MATERIAL FOR THIS TASK |

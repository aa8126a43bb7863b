//! Shared request state.
//!
//! # Responsibility
//! - Own the single store connection, the optional geocoder and map settings.
//! - Run profile use-cases on the blocking pool.
//!
//! # Invariants
//! - The connection lock is held for exactly one service call.
//! - A missing geocoder only disables geocoding features.

use std::sync::{Arc, Mutex};

use log::{error, warn};
use profilemap_core::db::open_db;
use profilemap_core::{
    Geocoder, MapConfig, MapboxGeocoder, ProfileService, ServiceResult, SqliteProfileRepository,
};
use rusqlite::Connection;

use crate::config::Config;
use crate::error::{AppError, StartupError};

/// Service type handed to [`AppState::with_profiles`] callbacks.
pub type Profiles<'conn> = ProfileService<SqliteProfileRepository<'conn>>;

#[derive(Clone)]
pub struct AppState {
    db: Arc<Mutex<Connection>>,
    geocoder: Option<Arc<dyn Geocoder>>,
    pub map: MapConfig,
}

impl AppState {
    pub fn new(conn: Connection, geocoder: Option<Arc<dyn Geocoder>>, map: MapConfig) -> Self {
        Self {
            db: Arc::new(Mutex::new(conn)),
            geocoder,
            map,
        }
    }

    /// Opens the store and provider clients described by `config`.
    pub fn from_config(config: &Config) -> Result<Self, StartupError> {
        let conn = open_db(&config.db_path)?;

        let geocoder: Option<Arc<dyn Geocoder>> = match config.mapbox_token.as_deref() {
            Some(token) => Some(Arc::new(
                MapboxGeocoder::new(token)?.with_base_url(&config.mapbox_api_base)?,
            )),
            None => {
                warn!("event=config module=server status=degraded feature=geocoding reason=missing_mapbox_token");
                None
            }
        };

        let map = config.map_config();
        if map.static_maps_key.is_none() {
            warn!("event=config module=server status=degraded feature=static_map reason=missing_key");
        }
        if map.mapbox_token.is_none() {
            warn!("event=config module=server status=degraded feature=interactive_map reason=missing_mapbox_token");
        }

        Ok(Self::new(conn, geocoder, map))
    }

    /// Runs one profile use-case against the shared connection.
    pub async fn with_profiles<T, F>(&self, op: F) -> Result<T, AppError>
    where
        T: Send + 'static,
        F: for<'conn> FnOnce(&Profiles<'conn>) -> ServiceResult<T> + Send + 'static,
    {
        let db = Arc::clone(&self.db);
        let joined = tokio::task::spawn_blocking(move || -> Result<T, AppError> {
            let conn = db.lock().map_err(|_| {
                error!("event=store_lock module=server status=error error=poisoned");
                AppError::Store
            })?;
            let repo = SqliteProfileRepository::try_new(&conn).map_err(|err| {
                error!("event=store_check module=server status=error error={err}");
                AppError::Store
            })?;
            let service = ProfileService::new(repo);
            let result = op(&service);
            result.map_err(AppError::from)
        })
        .await;

        match joined {
            Ok(result) => result,
            Err(err) => {
                error!("event=store_task module=server status=error error={err}");
                Err(AppError::Internal)
            }
        }
    }

    /// Returns the configured geocoder.
    ///
    /// # Errors
    /// - `GeocoderUnavailable` when no provider token was configured.
    pub fn geocoder(&self) -> Result<Arc<dyn Geocoder>, AppError> {
        self.geocoder.clone().ok_or(AppError::GeocoderUnavailable)
    }
}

PROBLEM DESCRIPTION | In the records above, find every line with the word "ProfileService" and copy it.

EXERCISE OUTPUT |
    Geocoder, MapConfig, MapboxGeocoder, ProfileService, ServiceResult, SqliteProfileRepository,
pub type Profiles<'conn> = ProfileService<SqliteProfileRepository<'conn>>;
            let service = ProfileService::new(repo);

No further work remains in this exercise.